Monday, August 18, 2008

"Speed is king" or "how to prepare for future?"

Google said "Speed is King". Who don't believe please try to build a better search engine than Google :) Why Google is so fast? What is the reason behind? I invite you to "a Google Behind-the-Scenes Tour". Let spend few minutes to go through slides before continue reading this post.
After the tour, you will discover that Goolge is fast because they do distributed computing with huge of commodity computing units that give best performance/cost ratio.
The key is that Google invented a simple programming model that applied to many large-scale computing problem called MapReduce (inspired by map and reduce functions in functional programming).
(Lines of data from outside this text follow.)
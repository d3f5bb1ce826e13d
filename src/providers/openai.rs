//! OpenAI chat-completions backend.
//!
//! Capability set: temperature and top-p only (no top-k on this API), and
//! heuristic token counting only — no exact encoder is wired to keep the
//! dependency surface small, matching the `~4 chars/token` strategy.

use crate::config::SamplingConfig;
use crate::error::{EngineError, Result};
use crate::providers::{
    filter_sampling, heuristic_tokens, mask_key, validate_api_key, Capability, ChatHandle,
    ChatReply, ProviderClient,
};
use crate::session::types::{Role, Turn};

use async_trait::async_trait;
use reqwest::Client;
use serde::{Deserialize, Serialize};
use std::time::Duration;

const DEFAULT_MODEL: &str = "gpt-4o-mini";
const DEFAULT_BASE_URL: &str = "https://api.openai.com";
pub const API_KEY_ENV: &str = "OPENAI_API_KEY";

const CAPABILITIES: &[Capability] = &[Capability::TopP, Capability::Temperature];

#[derive(Debug)]
pub struct OpenAiProvider {
    base_url: String,
    api_key: String,
    model: String,
    client: Client,
}

// ─── Wire types ───────────────────────────────────────────────────────────────

#[derive(Debug, Serialize)]
struct ChatRequest {
    model: String,
    messages: Vec<Message>,
    #[serde(skip_serializing_if = "Option::is_none")]
    temperature: Option<f64>,
    #[serde(skip_serializing_if = "Option::is_none")]
    top_p: Option<f64>,
}

#[derive(Debug, Serialize)]
struct Message {
    role: String,
    content: String,
}

#[derive(Debug, Deserialize)]
struct ChatResponse {
    choices: Vec<Choice>,
}

#[derive(Debug, Deserialize)]
struct Choice {
    message: ResponseMessage,
}

#[derive(Debug, Deserialize)]
struct ResponseMessage {
    #[serde(default)]
    content: Option<String>,
}

// ─── Implementation ───────────────────────────────────────────────────────────

impl OpenAiProvider {
    pub fn new(api_key: String, model: Option<&str>, base_url: Option<&str>) -> Self {
        Self {
            base_url: base_url
                .unwrap_or(DEFAULT_BASE_URL)
                .trim_end_matches('/')
                .to_string(),
            api_key,
            model: model.unwrap_or(DEFAULT_MODEL).to_string(),
            client: http_client(),
        }
    }

    /// Build from `OPENAI_API_KEY` (and optional `OPENAI_BASE_URL`).
    pub fn from_env(model: Option<&str>) -> Result<Self> {
        let raw = std::env::var(API_KEY_ENV).unwrap_or_default();
        let api_key = validate_api_key(API_KEY_ENV, &raw)?;
        let base_url = std::env::var("OPENAI_BASE_URL").ok();
        Ok(Self::new(api_key, model, base_url.as_deref()))
    }
}

pub(crate) fn http_client() -> Client {
    Client::builder()
        .timeout(Duration::from_secs(120))
        .connect_timeout(Duration::from_secs(10))
        .build()
        .unwrap_or_else(|_| Client::new())
}

#[async_trait]
impl ProviderClient for OpenAiProvider {
    fn name(&self) -> &'static str {
        "openai"
    }

    fn model(&self) -> &str {
        &self.model
    }

    fn capabilities(&self) -> &'static [Capability] {
        CAPABILITIES
    }

    fn create_chat(
        &self,
        system_instruction: &str,
        history: Vec<Turn>,
        sampling: &SamplingConfig,
    ) -> Box<dyn ChatHandle> {
        Box::new(OpenAiChat {
            client: self.client.clone(),
            base_url: self.base_url.clone(),
            api_key: self.api_key.clone(),
            model: self.model.clone(),
            system_instruction: system_instruction.to_string(),
            sampling: filter_sampling(sampling, CAPABILITIES),
            history,
        })
    }

    async fn count_tokens(&self, history: &[Turn]) -> u32 {
        heuristic_tokens(history)
    }

    fn ready_message(&self) -> String {
        format!(
            "openai ready (model: {}, key: {})",
            self.model,
            mask_key(&self.api_key)
        )
    }
}

/// One OpenAI conversation. History is held wrapper-side in the uniform
/// shape and flattened into API messages on every call.
struct OpenAiChat {
    client: Client,
    base_url: String,
    api_key: String,
    model: String,
    system_instruction: String,
    sampling: SamplingConfig,
    history: Vec<Turn>,
}

impl OpenAiChat {
    fn request_messages(&self) -> Vec<Message> {
        let mut messages = Vec::with_capacity(self.history.len() + 1);
        if !self.system_instruction.is_empty() {
            messages.push(Message {
                role: "system".into(),
                content: self.system_instruction.clone(),
            });
        }
        for turn in &self.history {
            messages.push(Message {
                role: match turn.role {
                    Role::User => "user".into(),
                    Role::Assistant => "assistant".into(),
                },
                content: turn.text.clone(),
            });
        }
        messages
    }

    async fn generate(&self) -> Result<String> {
        let request = ChatRequest {
            model: self.model.clone(),
            messages: self.request_messages(),
            temperature: self.sampling.temperature,
            top_p: self.sampling.top_p,
        };

        let url = format!("{}/v1/chat/completions", self.base_url);
        tracing::debug!(url, model = %self.model, messages = request.messages.len(), "openai request");

        let response = self
            .client
            .post(&url)
            .bearer_auth(&self.api_key)
            .json(&request)
            .send()
            .await
            .map_err(|e| EngineError::Provider(format!("openai transport: {e}")))?;

        let status = response.status();
        let body = response
            .bytes()
            .await
            .map_err(|e| EngineError::Provider(format!("openai body: {e}")))?;

        if !status.is_success() {
            return Err(EngineError::Provider(format!(
                "openai API error ({status}): {}",
                String::from_utf8_lossy(&body)
            )));
        }

        let parsed: ChatResponse = serde_json::from_slice(&body)
            .map_err(|e| EngineError::Provider(format!("openai response decode: {e}")))?;

        parsed
            .choices
            .into_iter()
            .next()
            .and_then(|c| c.message.content)
            .map(|text| text.trim().to_string())
            .ok_or_else(|| EngineError::Provider("openai returned no choices".into()))
    }
}

#[async_trait]
impl ChatHandle for OpenAiChat {
    async fn send(&mut self, text: &str) -> ChatReply {
        self.history.push(Turn::user(text));

        let reply = match self.generate().await {
            Ok(text) => ChatReply::ok(text),
            Err(fault) => {
                tracing::warn!(error = %fault, "openai generation failed; degrading");
                ChatReply::degraded(fault)
            }
        };

        self.history.push(Turn::assistant(reply.text.clone()));
        reply
    }

    fn history(&self) -> Vec<Turn> {
        self.history.clone()
    }
}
MapReduce hide a lot of complicated problems in distributed programming (like parallelization, load balancing, handling machine failures, robustness ..) from programmers so that their can buid efficient programs quickly and easily (Learn more about MapReduce here, and Google Architecture here. For an overview, the tour above is enough :)

MapReduce usage statistics (the tour, slide 29) show that for Sep, 2007 Google performed 2,200,000 jobs in average 6.5 minute completion time using average 400 worker machines.

The good news is that you can clone Google architecture using an open source software called Hadoop: "a free Java software framework that supports data intensive distributed applications running on large clusters of commodity computers.[1] It enables applications to work with thousands of nodes and petabytes of data. Hadoop was inspired by Google's MapReduce and Google File System (GFS) papers." (from Wikipedia). Hadoop has been deployed in many big Web companies like: Yahoo, Facebook, Amazon ...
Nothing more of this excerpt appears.